Hipersensitifitas disebabkan oleh 2 faktor yaitu gen dan allergen. Gen adalah faktor pembawa sifat alergi sedangkan allergen adalah antigen penyebab alergi. Allergen ini dapat berupa serbuk bunga, debu, udara, makanan, obat, dll. 4 Pada kasus di atas, pasien mengalami hipersensitivitas yang disebabkan oleh allergen berupa obat antibiotika amoxicillin. Amoxicillin merupakan obat yang dapat berasosiasi terhadap keempat macam hipersensitifitas.

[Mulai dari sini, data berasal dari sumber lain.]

use std::path::PathBuf;

use iflow_generator::{
    docs::{DocFormat, bpml::Activity, parse_bpml_file},
    document_bpml_file,
    error::Error,
};

fn data_path(file: &str) -> PathBuf {
    PathBuf::from(env!("CARGO_MANIFEST_DIR")).join("tests/data").join(file)
}

#[test]
fn test_parse_sample_process() {
    let process = parse_bpml_file(data_path("sample_process.bpml")).unwrap();

    assert_eq!(process.name, "EDI_Inbound_850");
    assert_eq!(process.rules.len(), 1);

    let summary = process.summary();
    assert_eq!(summary.operations, 4);
    assert_eq!(
        summary.participants,
        vec!["HTTPClientAdapter".to_string(), "SMTP_SEND_ADAPTER".to_string(), "TranslationService".to_string()]
    );

    let participants = process.participants();
    assert_eq!(participants["TranslationService"], vec!["Translate 850".to_string(), "Log Fault".to_string()]);

    let Activity::Sequence { activities, .. } = &process.activities[0] else {
        panic!("expected the main sequence");
    };
    assert!(matches!(&activities[2], Activity::OnFault { code: Some(code), .. } if code == "*"));
}

#[test]
fn test_document_as_markdown() {
    let markdown = document_bpml_file(data_path("sample_process.bpml"), DocFormat::Markdown).unwrap();

    assert!(markdown.starts_with("# Business Process `EDI_Inbound_850`"));
    assert!(markdown.contains("## Overview"));
    assert!(markdown.contains("## Participants"));
    assert!(markdown.contains("## Activity Outline"));
    assert!(markdown.contains("## Rules"));
    assert!(markdown.contains("- `TranslationService`: used by `Translate 850`, `Log Fault`"));
    assert!(markdown.contains("- if not `IsTranslated` then `Report Error`"));
    assert!(markdown.contains("**Assign** `ErrorText` from `TranslationReport/Message/text()` (append)"));
    assert!(markdown.contains("| IsTranslated | `TranslationReport/Status = 'SUCCESS'` |"));
}

#[test]
fn test_document_as_json() {
    let json = document_bpml_file(data_path("sample_process.bpml"), DocFormat::Json).unwrap();
    let value: serde_json::Value = serde_json::from_str(&json).unwrap();

    assert_eq!(value["summary"]["name"], "EDI_Inbound_850");
    assert_eq!(value["summary"]["rules"], 1);
    assert_eq!(value["process"]["activities"][0]["kind"], "sequence");
    assert_eq!(value["process"]["activities"][0]["activities"][0]["kind"], "operation");
    assert_eq!(value["process"]["activities"][0]["activities"][0]["participant"], "TranslationService");
}

#[test]
fn test_document_missing_file() {
    let result = document_bpml_file(data_path("missing.bpml"), DocFormat::Markdown);
    assert!(matches!(result, Err(Error::IoError(_))));
}
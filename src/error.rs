use thiserror::Error;

#[derive(Debug, Error)]
pub enum Error {
    #[error("File not found or could not be read: {0}")]
    IoError(#[from] std::io::Error),

    #[error("Failed to parse metadata JSON: {0}")]
    DeserializationError(#[from] serde_json::Error),

    #[error("XML processing failed: {0}")]
    XmlError(#[from] quick_xml::Error),

    #[error("Failed to write package archive: {0}")]
    ArchiveError(#[from] zip::result::ZipError),

    #[error("Failed to build iFlow model: {0}")]
    ModelConstructionError(String),

    #[error("Sequence flow '{flow}' references unknown component '{id}'")]
    UnknownComponentReference { flow: String, id: String },

    #[error("Component '{component}' references unknown receiver endpoint '{id}'")]
    UnknownEndpointReference { component: String, id: String },

    #[error("Duplicate id '{0}' in metadata")]
    DuplicateId(String),

    #[error("Component '{id}' has unsupported type '{type_name}'")]
    InvalidComponentType { id: String, type_name: String },

    #[error("Endpoint '{endpoint}' uses adapter '{adapter}' which is not available as a {role}")]
    UnsupportedAdapter { endpoint: String, adapter: String, role: String },

    #[error("Component '{id}' is missing required config '{key}'")]
    MissingConfig { id: String, key: String },

    #[error("Invalid flow graph: {0}")]
    GraphInvariant(String),

    #[error("Failed to parse BPML document: {0}")]
    BpmlParseError(String),
}

pub type Result<T> = std::result::Result<T, Error>;
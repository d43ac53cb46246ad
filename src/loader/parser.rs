use serde::de::DeserializeOwned;
use serde_json::Value;
use std::fs;
use std::path::{Path, PathBuf};

use crate::api::metadata_dto::IflowMetadataDto;
use crate::error::{Error, Result};

/// Component config keys that point at a file next to the metadata JSON,
/// paired with the key their content is loaded into.
const COMPONENT_RESOURCE_KEYS: &[(&str, &str)] = &[
    ("script_path", "script_content"),
    ("mapping_path", "mapping_content"),
];

/// Parses a JSON file into a given type `T`.
///
/// Errors are automatically converted into `crate::error::Error` variants:
/// - `Error::IoError` if the file cannot be read.
/// - `Error::DeserializationError` if the JSON is malformed.
pub fn parse_json_file<T: DeserializeOwned>(file_path: impl AsRef<Path>) -> Result<T> {
    let data = fs::read_to_string(file_path.as_ref())?;
    parse_json_str(&data)
}

pub fn parse_json_str<T: DeserializeOwned>(data: &str) -> Result<T> {
    let parsed_data: T = serde_json::from_str(data)?;
    Ok(parsed_data)
}

/// Reads a resource file referenced from the metadata, relative to `base_dir`.
pub fn read_resource(base_dir: &Path, relative: &str) -> Result<String> {
    let path: PathBuf = base_dir.join(relative);
    fs::read_to_string(&path).map_err(|e| {
        log::error!("Resource '{}' could not be read: {}", path.display(), e);
        Error::IoError(e)
    })
}

/// Replaces every `*_path` reference in the metadata with the file content.
///
/// Inline `*_content` always wins over a path. Paths are resolved against
/// `base_dir`, normally the directory holding the metadata JSON.
pub fn resolve_resource_paths(dto: &mut IflowMetadataDto, base_dir: &Path) -> Result<()> {
    for component in &mut dto.components {
        let Value::Object(config) = &mut component.config else {
            continue;
        };

        for (path_key, content_key) in COMPONENT_RESOURCE_KEYS {
            if config.get(*content_key).is_some_and(|v| !v.is_null()) {
                continue;
            }
            if let Some(Value::String(relative)) = config.get(*path_key) {
                let content = read_resource(base_dir, relative)?;
                log::debug!("Loaded '{}' for component '{}'.", relative, component.id);
                config.insert(content_key.to_string(), Value::String(content));
            }
        }
    }

    for endpoint in &mut dto.endpoints {
        if endpoint.wsdl_content.is_none() {
            if let Some(relative) = &endpoint.wsdl_path {
                endpoint.wsdl_content = Some(read_resource(base_dir, relative)?);
            }
        }
        if endpoint.schema_content.is_none() {
            if let Some(relative) = &endpoint.schema_path {
                endpoint.schema_content = Some(read_resource(base_dir, relative)?);
            }
        }
    }

    Ok(())
}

E. MEKANISME IMUNOLOGI Pada kasus, Ibu tersebut mengalami alergi yang termasuk dalam reaksi hipersensitivitas tipe I. Hal ini dapat diketahui dari gejala yang dialami oleh ibu tersebut berupa gatal-gatal di seluruh tubuhnya. Selain itu dapat diketahui melalui kecepatan reaksi, Ibu tersebut mengeluh bahwa ia mulai merasakan gatal-gatal pada tubuhnya setelah meminum obat tersebut. Dari pengakuan ibu tersebut ini dapat kita lihat bahwa reaksi ini berlangsung sangat cepat dan berlangsung dalam beberapa jam setelah meminum obat tersebut. Oleh karena dapat disimpulkan bahwa ibu tersebut mengalami alergi untuk reaksi hipersensitivitas tipe I. Mekanisme terjadinya reaksi ini adalah sebagai berikut : pada pemaparan pertama, antibodi berikatan dengan cell mast atau basofil. Pada kontak pertama, allergen yang diinternalisasi oleh sel B ini dipresentasi untuk Sel Th2. Kemudian sel B berproliferasi dan berdifrensiasi menjadi sel plasma yang menghasilkan Imunoglobulin E (IgE). Fragmen Fc pada IgE mengikat sel mast dan basofil. Pada kontak berikutnya, antigen akan berikatan dengan kompleks IgE-mast cell. Ikatan antara antigen dengan kompleks antibodi-sel mast ini akan memicu terjadinya degranulasi sel mast dan mengeluarkan zat-zat vasoactive amine seperti histamin. Zat inilah yang menimbulkan efek berupa gatal-gatal, edema, dan hyperemia (anafilaksis). 4

Mekanisme Hipersensitivitas Tipe I

F. HISTOPATOLOGI Pada kasus diatas, pasien mengalami reaksi hipersensitivitas tipe I. Gambaran yang terlihat yaitu adanya gambaran cell mast dan basofil yang banyak disertai dengan gambaran radang akut berupa adanya vasodilatasi kapiler, adanya serbukan sel radang akut berupa Polimorfonuklear yang banyak, eksudasi, dan hyperemia. 2

KESIMPULAN Hipersensitivitas adalah suatu reaksi tubuh terhadap kerusakan jaringan yang merupakan reaksi berlebihan. Reaksi ini biasanya terjadi pada individu yang telah terpapar oleh antigen secara

berulang-ulang. Hipersensitivitas merupakan suatu kelainan imunitas yang melibatkan dua faktor agar dapat berlangsung. Faktor-faktor ini meliputi gen dan allergen. Gen merupakan komponen pembawa sifat genetik. Allergen adalah antigen yang menyebabkan alergi. Biasanya allergen dapat berupa debu, udara dingin, makanan, dll. Menurut Gell-Coombs tipe hipersensitivitas terbagi atas 4 macam yaitu, Tipe I (Immediate Hypersensitivity), Tipe II (Cytotoxic), Tipe III (Antigen-Antibody Complex), Tipe IV (Delayed Hypersensitivity). Selain itu gambaran histopatologis dari reaksi hipersensitivitas yaitu adanya gambaran cell mast dan basofil yang banyak dan adanya gambaran reaksi radang akut seperti hyperemia, vasodilatasi kapiler, PMN yang banyak, dan eksudasi. Pada kasus, Ibu B mangalami alergi untuk reaksi hipersensitivitas tipe I yang disebabkan oleh allergen antibiotik amoxicillin dan dapat diketahui dari gejala yang timbul berupa gatal-gatal di seluruh tubuh, bengkak, merah serta muncul beberapa saat setelah mengonsumsi obat antibiotika amoxicillin.